Un Acto de Represión

Durante la masacre del 2 de Octubre de 1968, todos buscábamos huir de las balas, nosotros corrimos hacía Manuel González, varios jóvenes y adultos llegamos al eje vial y ahí abordamos un camión amarillo que iba rumbo a Tlatilco a donde tenía un hermano vivienda en un departamento.
Recuerdo que llevaba una maleta y mi hermano escuchaba noticias por la televisión, donde Jacobo Zabludovsky afirmaba que se reportaban 27 muertos. Mi hermano me preguntó que si venía de Tlatelolco y yo contesté, que no sabia nada de lo ocurrido, pero como era estudiante de la Facultad de Ciencias Politicas de la UNAM, me dijo que me pagaba el mejor hotel pero que me retirara por el bien de su familia. Recuerdo que busqué un taxi y me trasladé a la casa de un compañero que vivía en la Sn. Rafael.
Al otro día partimos hacia un ejido del Estado de México para esperar escondido, información de los compañeros. Hizo un recorrido en ese ejido mexiquense y me di cuenta que había suficientes casquillos calibre 22 entre el pasto y las piedras.
Inmediatamente le dije a mi compañera que nos retiráramos de ese lugar, porque era inseguro. El dueño de ese ejido me pidió que me quedara un día más y me retirara al día siguiente.

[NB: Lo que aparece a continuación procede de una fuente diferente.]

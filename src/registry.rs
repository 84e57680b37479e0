use std::cmp::Reverse;
use std::collections::{BTreeMap, HashMap};
use std::fmt;
use std::ops::ControlFlow;
use std::sync::Arc;

use parking_lot::RwLock;

use crate::error::EngineError;
use crate::Rule;

/// Position of a rule in walk order: descending priority, then insertion
/// order among equal priorities.
#[derive(Debug, Clone, Copy, PartialEq, Eq, PartialOrd, Ord)]
struct RankKey {
    priority: Reverse<i32>,
    seq: u64,
}

#[derive(Default)]
struct Inner {
    ordered: BTreeMap<RankKey, Arc<dyn Rule>>,
    by_id: HashMap<String, RankKey>,
    next_seq: u64,
}

/// Thread-safe store of rules keyed by id and iterable in priority order.
///
/// Readers (lookups and walks) run concurrently with each other; `add`,
/// `remove` and `clear` are exclusive with everything else. Reads are
/// recursive: a rule action running inside [`for_each`](Self::for_each) may
/// read the registry again (or fire more facts) even while a writer waits.
#[derive(Default)]
pub struct RuleRegistry {
    inner: RwLock<Inner>,
}

impl RuleRegistry {
    #[must_use]
    pub fn new() -> Self {
        Self::default()
    }

    /// Register a rule.
    ///
    /// # Errors
    ///
    /// Returns [`EngineError::DuplicateRule`] if a rule with the same id is
    /// already registered; the existing rule is left untouched.
    pub fn add(&self, rule: impl Rule + 'static) -> Result<(), EngineError> {
        self.add_shared(Arc::new(rule))
    }

    /// Register a rule the caller keeps a handle to, e.g. to inspect or
    /// disable it later.
    ///
    /// # Errors
    ///
    /// Returns [`EngineError::DuplicateRule`] if the id is taken.
    pub fn add_shared(&self, rule: Arc<dyn Rule>) -> Result<(), EngineError> {
        let mut inner = self.inner.write();
        if inner.by_id.contains_key(rule.id()) {
            return Err(EngineError::DuplicateRule {
                id: rule.id().to_owned(),
            });
        }
        let key = RankKey {
            priority: Reverse(rule.priority()),
            seq: inner.next_seq,
        };
        inner.next_seq += 1;
        inner.by_id.insert(rule.id().to_owned(), key);
        inner.ordered.insert(key, rule);
        Ok(())
    }

    /// Remove a rule by id, returning it. Absent ids are a no-op.
    pub fn remove(&self, id: &str) -> Option<Arc<dyn Rule>> {
        let mut inner = self.inner.write();
        let key = inner.by_id.remove(id)?;
        inner.ordered.remove(&key)
    }

    #[must_use]
    pub fn get(&self, id: &str) -> Option<Arc<dyn Rule>> {
        let inner = self.inner.read_recursive();
        let key = inner.by_id.get(id)?;
        inner.ordered.get(key).cloned()
    }

    /// Visit rules in descending priority order until the visitor breaks.
    ///
    /// The registry stays read-locked for the whole walk, so the visitor may
    /// read it but must not add or remove rules.
    pub fn for_each<F>(&self, mut visitor: F)
    where
        F: FnMut(&Arc<dyn Rule>) -> ControlFlow<()>,
    {
        let inner = self.inner.read_recursive();
        for rule in inner.ordered.values() {
            if visitor(rule).is_break() {
                break;
            }
        }
    }

    /// A copy of the rules in descending priority order.
    #[must_use]
    pub fn snapshot(&self) -> Vec<Arc<dyn Rule>> {
        self.inner.read_recursive().ordered.values().cloned().collect()
    }

    pub fn clear(&self) {
        let mut inner = self.inner.write();
        inner.ordered.clear();
        inner.by_id.clear();
    }

    #[must_use]
    pub fn len(&self) -> usize {
        self.inner.read_recursive().by_id.len()
    }

    #[must_use]
    pub fn is_empty(&self) -> bool {
        self.len() == 0
    }

    /// Rule ids in walk order.
    #[must_use]
    pub fn ids(&self) -> Vec<String> {
        self.inner
            .read_recursive()
            .ordered
            .values()
            .map(|r| r.id().to_owned())
            .collect()
    }
}

impl fmt::Debug for RuleRegistry {
    fn fmt(&self, f: &mut fmt::Formatter<'_>) -> fmt::Result {
        f.debug_struct("RuleRegistry")
            .field("rules", &self.ids())
            .finish()
    }
}

impl fmt::Display for RuleRegistry {
    fn fmt(&self, f: &mut fmt::Formatter<'_>) -> fmt::Result {
        write!(f, "RuleRegistry({} rules)", self.len())
    }
}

Esa noche no pude dormir escuchaba ladrar a los perros permanentemente y cuando me quedé dormido, escuché encima de las láminas de la casa fuertes golpes de gente que caminaban de un lado para otro.

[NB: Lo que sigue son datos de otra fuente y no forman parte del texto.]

use std::sync::Arc;
use std::thread;
use std::time::Duration;

use firerule::{effect, field, EngineConfig, Fact, QueueCollector, RuleBuilder, RuleEngine, RuleRegistry};

fn main() {
    let registry = Arc::new(RuleRegistry::new());
    registry
        .add(
            RuleBuilder::new("low_pressure")
                .when(field("pressure").lt(1.5_f64))
                .then(effect(|fact| println!("{}: pressure low", fact.id())))
                .build()
                .expect("failed to build rule"),
        )
        .expect("failed to register rule");

    let engine = RuleEngine::new(registry, EngineConfig::default()).expect("invalid engine config");
    engine.start().expect("failed to start engine");

    let sensors = Arc::new(QueueCollector::new("pressure-sensors", 256).expect("bad capacity"));
    engine
        .fire_by_collector(Duration::from_millis(100), sensors.clone(), false)
        .expect("failed to register collector");

    // Sensor threads push readings; the engine drains them every 100ms.
    let producers: Vec<_> = (0..3)
        .map(|n| {
            let sensors = Arc::clone(&sensors);
            thread::spawn(move || {
                for tick in 0..5 {
                    let pressure = 1.0 + f64::from((n + tick) % 4) * 0.25;
                    let reading = Fact::new(format!("pipe-{n}")).set("pressure", pressure);
                    if !sensors.offer(reading) {
                        eprintln!("pipe-{n}: collector full, reading dropped");
                    }
                    thread::sleep(Duration::from_millis(50));
                }
            })
        })
        .collect();
    for producer in producers {
        producer.join().expect("sensor thread panicked");
    }

    thread::sleep(Duration::from_millis(300));
    engine.remove_fact_collector("pressure-sensors");
    engine.shutdown();
    println!("{:?}", engine.stats());
}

Empezaron los gritos de los policías federales salgan hijos de la chingada con las manos en alto y habrán la puerta. Si disparan ustedes los vamos a matar a todos”.

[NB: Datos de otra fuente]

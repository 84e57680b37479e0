use std::cmp::Ordering as CmpOrdering;
use std::collections::{BinaryHeap, HashMap};
use std::fmt;
use std::sync::{Arc, Weak};
use std::thread::{self, JoinHandle};
use std::time::{Duration, Instant};

use parking_lot::{Condvar, Mutex};
use tracing::{debug, warn};

use crate::error::EngineError;

type Callback = Arc<dyn Fn() + Send + Sync>;

struct Job {
    callback: Callback,
    /// Fixed delay between the end of one run and the start of the next.
    repeat: Option<Duration>,
}

#[derive(PartialEq, Eq)]
struct Due {
    at: Instant,
    id: u64,
}

impl Ord for Due {
    fn cmp(&self, other: &Self) -> CmpOrdering {
        // BinaryHeap is a max-heap; earliest deadline must come out first.
        other.at.cmp(&self.at).then_with(|| other.id.cmp(&self.id))
    }
}

impl PartialOrd for Due {
    fn partial_cmp(&self, other: &Self) -> Option<CmpOrdering> {
        Some(self.cmp(other))
    }
}

#[derive(Default)]
struct State {
    queue: BinaryHeap<Due>,
    /// Live jobs. A heap entry whose id is missing here was cancelled.
    jobs: HashMap<u64, Job>,
    next_id: u64,
    stopped: bool,
}

struct Shared {
    name: String,
    state: Mutex<State>,
    wakeup: Condvar,
}

/// A pool of timer threads running one-shot and fixed-delay jobs.
///
/// Each scheduler is an explicitly owned resource: the engine keeps one for
/// delayed triggers and one for fact collectors, and several engines can
/// coexist in one process. Threads stop on [`shutdown`](Self::shutdown) or
/// when the scheduler is dropped.
pub struct Scheduler {
    shared: Arc<Shared>,
    threads: Mutex<Vec<JoinHandle<()>>>,
}

/// Handle to a scheduled job.
///
/// Dropping the handle does not cancel the job.
#[derive(Clone)]
pub struct ScheduledTask {
    id: u64,
    shared: Weak<Shared>,
}

impl Scheduler {
    /// Spawn `threads` timer threads named `{name}-{n}`.
    ///
    /// # Errors
    ///
    /// Returns [`EngineError::Spawn`] if the OS refuses to start a thread.
    pub fn new(name: &str, threads: usize) -> Result<Self, EngineError> {
        let shared = Arc::new(Shared {
            name: name.to_owned(),
            state: Mutex::new(State::default()),
            wakeup: Condvar::new(),
        });
        let scheduler = Self {
            shared,
            threads: Mutex::new(Vec::with_capacity(threads)),
        };
        for n in 1..=threads.max(1) {
            let shared = Arc::clone(&scheduler.shared);
            let thread_name = format!("{name}-{n}");
            let handle = thread::Builder::new()
                .name(thread_name.clone())
                .spawn(move || run(&shared))
                .map_err(|e| EngineError::Spawn {
                    thread: thread_name,
                    reason: e.to_string(),
                })?;
            scheduler.threads.lock().push(handle);
        }
        Ok(scheduler)
    }

    /// Run `task` once after `delay`. Returns `None` once the scheduler has
    /// been shut down.
    pub fn schedule<F>(&self, delay: Duration, task: F) -> Option<ScheduledTask>
    where
        F: Fn() + Send + Sync + 'static,
    {
        self.insert(delay, Arc::new(task), None)
    }

    /// Run `task` after `initial_delay`, then again `delay` after each run
    /// completes, until cancelled. Returns `None` once the scheduler has been
    /// shut down.
    pub fn schedule_with_fixed_delay<F>(
        &self,
        initial_delay: Duration,
        delay: Duration,
        task: F,
    ) -> Option<ScheduledTask>
    where
        F: Fn() + Send + Sync + 'static,
    {
        self.insert(initial_delay, Arc::new(task), Some(delay))
    }

    fn insert(
        &self,
        delay: Duration,
        callback: Callback,
        repeat: Option<Duration>,
    ) -> Option<ScheduledTask> {
        let mut state = self.shared.state.lock();
        if state.stopped {
            warn!(scheduler = %self.shared.name, "job refused after shutdown");
            return None;
        }
        let id = state.next_id;
        state.next_id += 1;
        state.jobs.insert(id, Job { callback, repeat });
        state.queue.push(Due {
            at: Instant::now() + delay,
            id,
        });
        self.shared.wakeup.notify_one();
        Some(ScheduledTask {
            id,
            shared: Arc::downgrade(&self.shared),
        })
    }

    /// Whether [`shutdown`](Self::shutdown) has run.
    #[must_use]
    pub fn is_shutdown(&self) -> bool {
        self.shared.state.lock().stopped
    }

    /// Number of jobs waiting to run, including repeating jobs.
    #[must_use]
    pub fn pending(&self) -> usize {
        self.shared.state.lock().jobs.len()
    }

    /// Stop all threads. Pending jobs are discarded; a job already running
    /// finishes first. Idempotent.
    pub fn shutdown(&self) {
        {
            let mut state = self.shared.state.lock();
            state.stopped = true;
            state.jobs.clear();
            state.queue.clear();
        }
        self.shared.wakeup.notify_all();
        let current = thread::current().id();
        let handles: Vec<JoinHandle<()>> = self.threads.lock().drain(..).collect();
        for handle in handles {
            if handle.thread().id() == current {
                // Shutting down from inside a job; the loop exits on return.
                continue;
            }
            if handle.join().is_err() {
                warn!(scheduler = %self.shared.name, "scheduler thread panicked");
            }
        }
    }
}

impl Drop for Scheduler {
    fn drop(&mut self) {
        self.shutdown();
    }
}

impl fmt::Debug for Scheduler {
    fn fmt(&self, f: &mut fmt::Formatter<'_>) -> fmt::Result {
        f.debug_struct("Scheduler")
            .field("name", &self.shared.name)
            .field("pending", &self.pending())
            .finish()
    }
}

impl ScheduledTask {
    /// Prevent any future run. Returns `false` if the job already ran (for a
    /// one-shot job), was already cancelled, or its scheduler is gone. A run
    /// already in progress is not interrupted.
    pub fn cancel(&self) -> bool {
        let Some(shared) = self.shared.upgrade() else {
            return false;
        };
        let removed = shared.state.lock().jobs.remove(&self.id).is_some();
        if removed {
            shared.wakeup.notify_all();
        }
        removed
    }

    /// Whether the job may still run.
    #[must_use]
    pub fn is_pending(&self) -> bool {
        self.shared
            .upgrade()
            .is_some_and(|shared| shared.state.lock().jobs.contains_key(&self.id))
    }
}

impl fmt::Debug for ScheduledTask {
    fn fmt(&self, f: &mut fmt::Formatter<'_>) -> fmt::Result {
        f.debug_struct("ScheduledTask").field("id", &self.id).finish()
    }
}

fn run(shared: &Shared) {
    let mut state = shared.state.lock();
    loop {
        if state.stopped {
            return;
        }
        let Some((at, id)) = state.queue.peek().map(|d| (d.at, d.id)) else {
            shared.wakeup.wait(&mut state);
            continue;
        };
        if !state.jobs.contains_key(&id) {
            state.queue.pop();
            continue;
        }
        if at > Instant::now() {
            shared.wakeup.wait_until(&mut state, at);
            continue;
        }
        let Some(due) = state.queue.pop() else {
            continue;
        };
        let (callback, repeat) = match state.jobs.get(&due.id) {
            Some(job) => (Arc::clone(&job.callback), job.repeat),
            None => continue,
        };
        if repeat.is_none() {
            state.jobs.remove(&due.id);
        }

        drop(state);
        if std::panic::catch_unwind(std::panic::AssertUnwindSafe(|| callback())).is_err() {
            warn!(scheduler = %shared.name, job = due.id, "scheduled job panicked");
        }
        state = shared.state.lock();

        if let Some(delay) = repeat {
            if state.jobs.contains_key(&due.id) && !state.stopped {
                state.queue.push(Due {
                    at: Instant::now() + delay,
                    id: due.id,
                });
            } else {
                debug!(scheduler = %shared.name, job = due.id, "repeating job cancelled");
            }
        }
    }
}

Don Julián me dijo, solo tengo 3 pistolas y un rifle y lo que usted ordene. A la vez su esposa se hincó delante de mí y sus hijos llorando me dijeron, “nosotros no tenemos necesidad de morir”. “No disparen por favor”, tomé la decisión de quitarle la tranca a la puerta y les grité, vamos a salir con las manos en alto, hay niños, no disparen.
Quité la tranca de la puerta y me recibió uno que le decían el comanche y me empezó a pegar, con la cacha de la metralleta y me caía al suelo, me levantaba y me volvía a golpear. Yo pensé que me iba a matar. Me llevó a una casita que era el gallinero y ahí me siguió golpeando. Él quería que le dijera en donde estaban los líderes estudiantiles y un tal gordolobo. Y como le contestaba que no sabía nada de lo que me preguntaba me siguió golpeando.
Todos teníamos los pantalones hasta los tobillos y a todos nos golpeaban por igual, con las cachas de las pistolas o las metralletas. Hacia mucho frío, esto ocurrió como a las 04:00 hrs de la mañana y cuando salió el sol, el Comanche ordenó que nos llevaron a todos a unas camionetas que estaban al otro lado del río.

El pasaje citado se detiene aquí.